## GOAL OF THE EXERCISE
Nothing but a number should be written: the count of lines below that contain "match".

--

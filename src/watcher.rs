use std::marker::PhantomData;
use std::sync::Arc;

use futures::{Stream, stream};
use serde::de::DeserializeOwned;
use tracing::{debug, warn};

use crate::error::{Error, Result};
use crate::event::{self, WatchItem};
use crate::http::{self, HttpClient, WatchBody};
use crate::meta::ResourceMeta;
use crate::params::{self, WatchParams};

/// One watch session against a single resource collection
///
/// Owns the live response body and the most recently observed
/// `resourceVersion`, so a dropped or desynced connection can be reopened
/// without losing the stream position. Created through [`Watcher::connect`]
/// or [`watch_resource`], then driven by [`Watcher::step`] one item at a
/// time.
pub struct Watcher<K, C: ?Sized> {
    path: String,
    client: Arc<C>,
    params: WatchParams,
    resource_version: Option<String>,
    /// `None` marks a failed or stale body; the next step reopens
    body: Option<WatchBody>,
    _marker: PhantomData<fn() -> K>,
}

impl<K, C> Watcher<K, C>
where
    K: DeserializeOwned + ResourceMeta,
    C: HttpClient + ?Sized,
{
    /// Builds the session and performs the initial handshake.
    ///
    /// The first call to the server happens here; a failure is returned
    /// directly and no session exists. Every failure after this point is
    /// delivered in-band as a [`WatchItem`].
    pub async fn connect(path: &str, client: Arc<C>, params: WatchParams) -> Result<Self> {
        let mut watcher = Self {
            path: path.to_string(),
            client,
            resource_version: params.resource_version.clone(),
            params,
            body: None,
            _marker: PhantomData,
        };

        let body = http::open_watch(
            watcher.client.as_ref(),
            watcher.watch_uri(),
            watcher.params.read_timeout,
        )
        .await?;
        watcher.body = Some(body);

        Ok(watcher)
    }

    /// The most recently observed `resourceVersion`, if any
    pub fn resource_version(&self) -> Option<&str> {
        self.resource_version.as_deref()
    }

    fn watch_uri(&self) -> String {
        params::watch_uri(
            &self.path,
            &[
                ("resourceVersion", self.resource_version.as_deref()),
                ("fieldSelector", self.params.field_selector.as_deref()),
                ("labelSelector", self.params.label_selector.as_deref()),
            ],
        )
    }

    async fn reopen(&mut self) -> Result<WatchBody> {
        if let Some(backoff) = self.params.reconnect_backoff.as_mut() {
            tokio::time::sleep(backoff.next_delay()).await;
        }

        debug!(
            path = %self.path,
            resource_version = ?self.resource_version,
            "reopening watch",
        );
        http::open_watch(
            self.client.as_ref(),
            self.watch_uri(),
            self.params.read_timeout,
        )
        .await
    }

    /// Performs one state transition and yields exactly one item.
    ///
    /// Ensures a live body (reopening a failed one), reads a single line,
    /// classifies it and folds the outcome back into the session state. No
    /// outcome terminates the session: errors surface as items and the next
    /// call carries on.
    pub async fn step(&mut self) -> WatchItem<K> {
        let outcome = match self.body.as_mut() {
            Some(body) => Self::read_one(body).await,
            None => match self.reopen().await {
                Ok(body) => Self::read_one(self.body.insert(body)).await,
                // still no body; the next step retries the reopen
                Err(error) => return WatchItem::Error(error),
            },
        };

        self.apply(outcome)
    }

    async fn read_one(body: &mut WatchBody) -> Result<WatchItem<K>> {
        let line = body.next_object().await?;
        event::classify(line)
    }

    fn apply(&mut self, outcome: Result<WatchItem<K>>) -> WatchItem<K> {
        match outcome {
            Ok(WatchItem::Event { event_type, object }) => {
                if let Some(version) = object.resource_version() {
                    self.resource_version = Some(version.to_string());
                }
                if let Some(backoff) = self.params.reconnect_backoff.as_mut() {
                    backoff.reset();
                }
                WatchItem::Event { event_type, object }
            }
            Ok(WatchItem::InvalidResourceVersion(next_version)) => {
                warn!(
                    current = ?self.resource_version,
                    next = ?next_version,
                    "watched resourceVersion is gone, resyncing",
                );
                if let Some(version) = &next_version {
                    self.resource_version = Some(version.clone());
                }
                // the server will not send anything further on this body
                self.body = None;
                WatchItem::InvalidResourceVersion(next_version)
            }
            Ok(item) => item,
            Err(error) if error.is_timeout() => WatchItem::NoData,
            Err(error) => {
                match &error {
                    // the line arrived but did not decode; skip it and keep
                    // reading the same stream
                    Error::Json(_) | Error::Protocol(_) => {
                        debug!(%error, "skipping undecodable watch line");
                    }
                    _ => {
                        debug!(%error, "watch body failed, reopening on next poll");
                        self.body = None;
                    }
                }
                WatchItem::Error(error)
            }
        }
    }

    /// Turns the session into a lazy, infinite stream of items.
    ///
    /// Single consumer, pull-driven; the caller controls cadence and
    /// termination. Dropping the stream drops the session and with it the
    /// current body, releasing the connection.
    pub fn into_stream(self) -> impl Stream<Item = WatchItem<K>> {
        stream::unfold(self, |mut watcher| async move {
            let item = watcher.step().await;
            Some((item, watcher))
        })
    }
}

/// Opens a watch on `path` and returns its event stream.
///
/// ```no_run
/// # use std::sync::Arc;
/// # async fn example(client: Arc<dyn kubewatch::HttpClient>) -> kubewatch::Result<()> {
/// use futures::{StreamExt, pin_mut};
/// use k8s_openapi::api::core::v1::Pod;
/// use kubewatch::{WatchItem, WatchParams};
///
/// let events = kubewatch::watch_resource::<Pod, _>(
///     "/api/v1/pods",
///     client,
///     WatchParams::default(),
/// )
/// .await?;
/// pin_mut!(events);
/// while let Some(item) = events.next().await {
///     if let WatchItem::Event { event_type, object } = item {
///         println!("{event_type} {:?}", object.metadata.name);
///     }
/// }
/// # Ok(())
/// # }
/// ```
pub async fn watch_resource<K, C>(
    path: &str,
    client: Arc<C>,
    params: WatchParams,
) -> Result<impl Stream<Item = WatchItem<K>>>
where
    K: DeserializeOwned + ResourceMeta,
    C: HttpClient + ?Sized,
{
    let watcher = Watcher::connect(path, client, params).await?;
    Ok(watcher.into_stream())
}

--

## YOUR RESPONSE
4